A Bouaké, deuxième ville du pays, des témoins ont fait état de heurts opposant plusieurs centaines de partisans du RDR à des gendarmes. La cause de ces heurts n'a pas été précisée. Les gendarmes s'étaient abstenus d'intervenir à Abidjan contre les partisans de Gbagbo.

 

Appels en faveur d'un nouveau scrutin
Coulibaly, porte-parole du RDR, a lu à Reuters un communiqué réclamant de nouvelles élections. "Nous ne reconnaissons pas le résultat de ces élections", a-t-il dit en dénonçant "l'absence de légitimité" du scrutin.
Le Parti démocratique (PDCI), ancienne formation au pouvoir, qui reste la plus importante de Côte d'Ivoire, et dont le candidat, l'ancien ministre de l'Intérieur Emile Constant Bombet, a lui aussi été exclu du scrutin parce qu'il fait l'objet d'une enquête pour corruption, s'est fait l'écho de cette demande de nouvelles élections.
Bombet a été "victime d'une injustice", a déclaré à Reutrs Ayie Ayie Alexandre, porte-parole de sa campagne.
L'Assemblée parlementaire de la Francophonie et plusieurs pays africains, dont l'Afrique du Sud, se sont prononcés pour la tenue à terme de nouvelles élections, tandis que la France, ancienne puissance coloniale, après avoir dans un premier temps fait preuve de retenue à l'égard de la junte, a condamné la "tentative de coup de force" de Gueï.

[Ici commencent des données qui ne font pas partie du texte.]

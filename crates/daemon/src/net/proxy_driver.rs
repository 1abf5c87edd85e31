// SPDX-License-Identifier: MIT

//! Wires a [`sk_runtimes::proxy::ProxyRuntime`] to real fds (spec
//! §4.5). `ProxyRuntime` only ever hands back backend *selections* —
//! it has no `feed()` — so this driver owns the byte relay itself:
//! accept a client, dial the chosen backend, then pump reads from
//! each side straight into a write on the other.

use std::os::fd::RawFd;
use std::sync::atomic::{AtomicBool, Ordering};
use std::sync::Arc;

use sk_core::RuntimeName;
use sk_reactor::{Completion, Reactor};
use sk_registry::RuntimeConfig;
use sk_runtimes::extension::NullVm;
use sk_runtimes::proxy::{ProxyConfig, ProxyProtocol, ProxyRuntime, Strategy};
use sk_runtimes::AnyRuntime;
use tracing::warn;

use super::{connection, NetDriver, Shared};

pub(super) fn start(driver: &mut NetDriver, name: &RuntimeName, config: &RuntimeConfig) -> Result<(), String> {
    if config.backends.is_empty() {
        return Err("proxy runtime needs at least one backend".to_string());
    }
    let fd = connection::bind_listener(config.port).map_err(|e| e.to_string())?;

    let strategy = match config.strategy.as_deref() {
        Some("random") => Strategy::Random,
        Some("script") => Strategy::Script,
        _ => Strategy::RoundRobin,
    };
    let protocol = if config.protocol.as_deref() == Some("http") { ProxyProtocol::Http } else { ProxyProtocol::Tcp };
    let proxy_config = ProxyConfig {
        protocol,
        strategy,
        retry_all: true,
        health_threshold: 3,
        circuit_threshold: 5,
        circuit_timeout_ms: 30_000,
        retry_count: 2,
        route_prefixes: Vec::new(),
    };
    let runtime = ProxyRuntime::new(proxy_config, NullVm, config.backends.clone());
    driver.shared.registry.install_handle(name.as_str(), AnyRuntime::Proxy(runtime), super::now_ms()).map_err(|e| e.to_string())?;
    driver.shared.track_listener(name, fd);

    let completion = AcceptCompletion { shared: driver.shared.clone(), name: name.clone(), listen_fd: fd };
    driver.reactor.submit_accept(fd, Box::new(completion)).map_err(|e| e.to_string())?;
    Ok(())
}

struct AcceptCompletion {
    shared: Arc<Shared>,
    name: RuntimeName,
    listen_fd: RawFd,
}

impl Completion for AcceptCompletion {
    fn on_completion(self: Box<Self>, reactor: &mut Reactor, result: i32, flags: u32) {
        if result >= 0 {
            let client_fd = result as RawFd;
            // SAFETY: fd just accepted by this completion.
            unsafe { libc::fcntl(client_fd, libc::F_SETFL, libc::O_NONBLOCK) };
            dial_backend(reactor, self.shared.clone(), self.name.clone(), client_fd);
        } else if result != -libc::ECANCELED {
            warn!(runtime = self.name.as_str(), result, "proxy accept failed");
        }

        if !io_uring::cqueue::more(flags) && result != -libc::ECANCELED {
            let next = AcceptCompletion { shared: self.shared.clone(), name: self.name.clone(), listen_fd: self.listen_fd };
            if let Err(e) = reactor.submit_accept(self.listen_fd, Box::new(next)) {
                warn!(runtime = self.name.as_str(), "failed to re-arm proxy accept: {e}");
            }
        }
    }
}

fn dial_backend(reactor: &mut Reactor, shared: Arc<Shared>, name: RuntimeName, client_fd: RawFd) {
    let now = super::now_ms();
    let picked = shared.registry.with_handle_mut(name.as_str(), |any| {
        let proxy = any.as_proxy_mut()?;
        let idx = proxy.select(now)?;
        proxy.backend_address(idx).map(|addr| (idx, addr.to_string()))
    });
    let Ok(Some((backend_index, addr))) = picked else {
        warn!(runtime = name.as_str(), "no available backend, dropping connection");
        connection::cancel_then_close(reactor, client_fd);
        return;
    };
    let Ok(addr) = addr.parse::<std::net::SocketAddr>() else {
        warn!(runtime = name.as_str(), backend = addr.as_str(), "unparseable backend address");
        connection::cancel_then_close(reactor, client_fd);
        return;
    };
    let backend_fd = match connection::new_connect_socket() {
        Ok(fd) => fd,
        Err(e) => {
            warn!(runtime = name.as_str(), "failed to open backend socket: {e}");
            connection::cancel_then_close(reactor, client_fd);
            return;
        }
    };
    shared.track_connection(&name, client_fd);
    shared.track_connection(&name, backend_fd);
    let completion = BackendConnectCompletion { shared, name, client_fd, backend_fd, backend_index };
    if let Err(e) = reactor.submit_connect(backend_fd, &addr, Box::new(completion)) {
        warn!("failed to submit backend connect: {e}");
    }
}

struct BackendConnectCompletion {
    shared: Arc<Shared>,
    name: RuntimeName,
    client_fd: RawFd,
    backend_fd: RawFd,
    backend_index: usize,
}

impl Completion for BackendConnectCompletion {
    fn on_completion(self: Box<Self>, reactor: &mut Reactor, result: i32, _flags: u32) {
        let now = super::now_ms();
        let ok = result == 0;
        let _ = self.shared.registry.with_handle_mut(self.name.as_str(), |any| {
            if let Some(proxy) = any.as_proxy_mut() {
                proxy.record_request_result(self.backend_index, ok, now);
            }
        });
        if !ok {
            warn!(runtime = self.name.as_str(), result, "backend connect failed");
            let closed = Arc::new(AtomicBool::new(false));
            teardown_pair(reactor, &self.shared, &self.name, self.client_fd, self.backend_fd, &closed);
            return;
        }
        let closed = Arc::new(AtomicBool::new(false));
        arm_relay(reactor, self.shared.clone(), self.name.clone(), self.client_fd, self.backend_fd, closed.clone());
        arm_relay(reactor, self.shared.clone(), self.name.clone(), self.backend_fd, self.client_fd, closed);
    }
}

/// Read from `src`, write whatever arrives to `dst`; re-arms itself on
/// every pass. Either side closing tears down both fds — no fd should
/// outlive the connection it belongs to — so `closed` is shared
/// between both relay directions of a pair: a failure observed on one
/// side must not double-close fds already torn down by the other.
fn arm_relay(reactor: &mut Reactor, shared: Arc<Shared>, name: RuntimeName, src: RawFd, dst: RawFd, closed: Arc<AtomicBool>) {
    let mut buf = vec![0u8; connection::BUF_GROUP_LEN].into_boxed_slice();
    let entry_buf: *mut [u8] = &mut *buf;
    // SAFETY: see server_driver::arm_read.
    let slice = unsafe { &mut *entry_buf };
    let completion = RelayReadCompletion { shared, name, src, dst, closed, buf };
    if let Err(e) = reactor.submit_read(src, slice, Box::new(completion)) {
        warn!("failed to submit proxy relay read: {e}");
    }
}

struct RelayReadCompletion {
    shared: Arc<Shared>,
    name: RuntimeName,
    src: RawFd,
    dst: RawFd,
    closed: Arc<AtomicBool>,
    #[allow(dead_code)]
    buf: Box<[u8]>,
}

impl Completion for RelayReadCompletion {
    fn on_completion(self: Box<Self>, reactor: &mut Reactor, result: i32, _flags: u32) {
        if result <= 0 {
            teardown_pair(reactor, &self.shared, &self.name, self.src, self.dst, &self.closed);
            return;
        }
        let n = result as usize;
        let completion = RelayWriteCompletion {
            shared: self.shared.clone(),
            name: self.name.clone(),
            src: self.src,
            dst: self.dst,
            closed: self.closed.clone(),
            buf: self.buf[..n].to_vec(),
        };
        let slice_ptr: *const [u8] = &*completion.buf;
        // SAFETY: `completion.buf` stays alive inside the completion
        // until the write finishes.
        let slice = unsafe { &*slice_ptr };
        if let Err(e) = reactor.submit_write(self.dst, slice, Box::new(completion)) {
            warn!("failed to submit proxy relay write: {e}");
        }
    }
}

struct RelayWriteCompletion {
    shared: Arc<Shared>,
    name: RuntimeName,
    src: RawFd,
    dst: RawFd,
    closed: Arc<AtomicBool>,
    buf: Vec<u8>,
}

impl Completion for RelayWriteCompletion {
    fn on_completion(self: Box<Self>, reactor: &mut Reactor, result: i32, _flags: u32) {
        if result < 0 {
            warn!(dst = self.dst, result, "proxy relay write failed");
            teardown_pair(reactor, &self.shared, &self.name, self.src, self.dst, &self.closed);
            return;
        }
        arm_relay(reactor, self.shared, self.name, self.src, self.dst, self.closed);
    }
}

fn teardown_pair(reactor: &mut Reactor, shared: &Arc<Shared>, name: &RuntimeName, a: RawFd, b: RawFd, closed: &Arc<AtomicBool>) {
    if closed.swap(true, Ordering::AcqRel) {
        return;
    }
    shared.untrack_connection(name, a);
    shared.untrack_connection(name, b);
    connection::cancel_then_close(reactor, a);
    connection::cancel_then_close(reactor, b);
}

Un navire de la marine française, le transport de chalands de débarquement Orage, capable d'embarquer 3.000 civils en cas de crise, croise au large des côtes ivoiriennes avec à bord une compagnie d'infanterie dotée de véhicules blindés. Environ 25.000 Français vivent en Côte d'Ivoire.
Washington a pour sa part prôné "le retour au calme et à la démocratie le plus vite possible".
Les Etats-Unis "exhortent toutes les parties à parvenir à un accord provisoire (...) respectant la volonté du peuple ivoirien", a dit Philip Reeker, porte-parole du département d'Etat.
Un responsable américain a dit sous le couvert de l'anonymat qu'il ne pouvait apporter de précision sur ce que Reeker entendait par "accord provisoire", mais il a noté qu'à l'évidence, la volonté du peuple allait dans le sens d'un départ de Gueï.
Reeker n'est pas allé jusqu'à réclamer un nouveau scrutin, mais il a dit que Washington "envisagerait" d'apporter son soutien à une telle option.